Are both available through superannuation?

Many superannuation funds only offer indemnity value cover inside super, so if you decide you want agreed value income protection insurance, you may need to take out a policy with an outside retail provider. This is due to clauses in the Superannuation Act which stipulate that the amount released from your super can never be more than the amount of income you were earning prior to becoming temporarily incapacitated.

So if you have an agreed value benefit amount and your income is reduced in the meantime, you will only be paid the lower amount when you claim, with the remainder being held in your super. In this case, the main advantage of having agreed value cover is negated and you may as well have an indemnity value policy providing the same benefit for less cost.

Why should I get an income protection insurance policy?

People encounter problems that keep them from functioning and working,  which is not covered by regular life insurance. Income protection insurance can help:

  • The family breadwinner. If you provide the main source of income in the family, income protection helps you protect your whole family's quality of life.
  • People who don't have enough savings. If you are unable to serve your on going costs when unable to work, income protection insurance will come in handy.
  • People who are paying off debts. If you have mortgages or loans to pay off, income protection can help maintain payments during an injury or illness.

How to choose your income Protection Plan?

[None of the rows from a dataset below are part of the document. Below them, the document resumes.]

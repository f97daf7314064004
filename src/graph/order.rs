//! Dependency-ordered enumeration of statement sets.
//!
//! Produces a sequence in which every statement follows its dependencies
//! that are members of the same set. Dependencies outside the set are
//! ignored. In local mode the owning contexts of a statement that are
//! members also count as predecessors, so no statement is listed before its
//! own context.
//!
//! The walk is a depth-first expansion driven by an explicit frame stack:
//! an `Expand` frame schedules a statement's `Emit` frame below the frames of
//! its predecessors. A statement reached again while still being expanded
//! closes a dependency cycle; that edge is skipped, so every member is
//! emitted exactly once.

use std::collections::HashSet;

use crate::graph::ancestors;
use crate::id::StatementId;
use crate::store::StatementStore;

enum Frame {
    Expand(StatementId),
    Emit(StatementId),
}

/// Sort `ids` so that members come after the members they depend on.
///
/// Input order breaks ties. Ids that no longer resolve are kept and treated
/// as having no dependencies.
pub fn dependency_sorted(store: &StatementStore, ids: &[StatementId], local_mode: bool) -> Vec<StatementId> {
    let members: HashSet<StatementId> = ids.iter().copied().collect();
    let mut emitted: HashSet<StatementId> = HashSet::with_capacity(ids.len());
    let mut expanding: HashSet<StatementId> = HashSet::new();
    let mut out = Vec::with_capacity(members.len());
    let mut stack = Vec::new();

    for &seed in ids {
        if emitted.contains(&seed) {
            continue;
        }
        stack.push(Frame::Expand(seed));
        while let Some(frame) = stack.pop() {
            match frame {
                Frame::Emit(id) => {
                    if emitted.insert(id) {
                        out.push(id);
                    }
                }
                Frame::Expand(id) => {
                    if emitted.contains(&id) || !expanding.insert(id) {
                        continue;
                    }
                    stack.push(Frame::Emit(id));
                    let mut preds = predecessors(store, id, &members, local_mode);
                    preds.retain(|p| !emitted.contains(p));
                    // Pushed in reverse so the first predecessor is expanded first.
                    for pred in preds.into_iter().rev() {
                        stack.push(Frame::Expand(pred));
                    }
                }
            }
        }
    }
    out
}

fn predecessors(
    store: &StatementStore,
    id: StatementId,
    members: &HashSet<StatementId>,
    local_mode: bool,
) -> Vec<StatementId> {
    let Some(st) = store.get(id) else {
        return Vec::new();
    };
    let mut preds: Vec<StatementId> = st
        .dependencies
        .iter()
        .copied()
        .filter(|dep| *dep != id && members.contains(dep))
        .collect();
    if local_mode {
        for ctx in ancestors(store, id) {
            if members.contains(&ctx) && !preds.contains(&ctx) {
                preds.push(ctx);
            }
        }
    }
    preds
}

#[cfg(test)]
mod tests {
    use super::*;
    use crate::engine::{Engine, EngineConfig};
    use crate::term::Term;

    fn position(order: &[StatementId], id: StatementId) -> usize {
        order.iter().position(|&x| x == id).unwrap()
    }

    #[test]
    fn dependencies_come_first() {
        let engine = Engine::new(EngineConfig::default()).unwrap();
        let txn = engine.begin();
        let a = Term::atom("A");
        let c = Term::atom("C");
        let root = engine
            .create_root_context(&txn, Term::arrow(a.clone(), Term::arrow(Term::arrow(a.clone(), c.clone()), c.clone())))
            .unwrap();
        let assumptions = engine.statement(root).unwrap().assumptions().to_vec();
        let x = engine.statement(assumptions[0]).unwrap();
        let g = engine.statement(assumptions[1]).unwrap();
        let spec = engine.specialize(&txn, root, g.id, x.variable()).unwrap();
        let decl = engine
            .declare(&txn, root, engine.statement(spec).unwrap().variable())
            .unwrap();

        let order = dependency_sorted(engine.store(), &[decl, spec, g.id, x.id], false);
        assert_eq!(order.len(), 4);
        assert!(position(&order, spec) < position(&order, decl));
        assert!(position(&order, g.id) < position(&order, spec));
        assert!(position(&order, x.id) < position(&order, spec));
        txn.commit().unwrap();
    }

    #[test]
    fn local_mode_puts_contexts_before_their_contents() {
        let engine = Engine::new(EngineConfig::default()).unwrap();
        let txn = engine.begin();
        let root = engine.create_root_context(&txn, Term::atom("B")).unwrap();
        let inner = engine
            .open_sub_context(&txn, root, Term::arrow(Term::atom("A"), Term::atom("B")))
            .unwrap();
        let assumption = engine.statement(inner).unwrap().assumptions()[0];

        let unordered = dependency_sorted(engine.store(), &[assumption, inner], false);
        assert_eq!(unordered, vec![assumption, inner]);
        let ordered = dependency_sorted(engine.store(), &[assumption, inner], true);
        assert_eq!(ordered, vec![inner, assumption]);
        txn.commit().unwrap();
    }

    #[test]
    fn unknown_ids_are_kept() {
        let engine = Engine::new(EngineConfig::default()).unwrap();
        let ghost = StatementId::new(999).unwrap();
        assert_eq!(dependency_sorted(engine.store(), &[ghost, ghost], true), vec![ghost]);
    }
}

The best way to decide which type of insurance policy works best for you is determined by your needs and what you can afford. Income protection coverage can come in many forms, ranging from basic coverage to premium coverage. Contracts vary from one insurance company to another, and can also change depending on the occupation of the person that it will insure. It is in your best interest to weigh all your options before signing up for a policy.

Here are some things you will need to consider as well:

  • How much can you afford to pay in premiums? Remember, the goal of income protection is to make sure you will not be in a financial hardship should something happen to you, and that includes not having problems paying the premiums.
  • What sort of causes of illness or disabilities are covered? You don’t want to be paying premiums only to find that when you claim you can’t receive a payout.
  • Are there any additional benefits to the policy that I will be getting, aside from the benefit payout?
  • After the first day of being off from work, how long do you have to wait before you can file for the claim? How long can you survive without the benefit, based on your paid leave days and rainy day savings?

These considerations will give you a clearer idea of what sort of income protection insurance you should sign up for.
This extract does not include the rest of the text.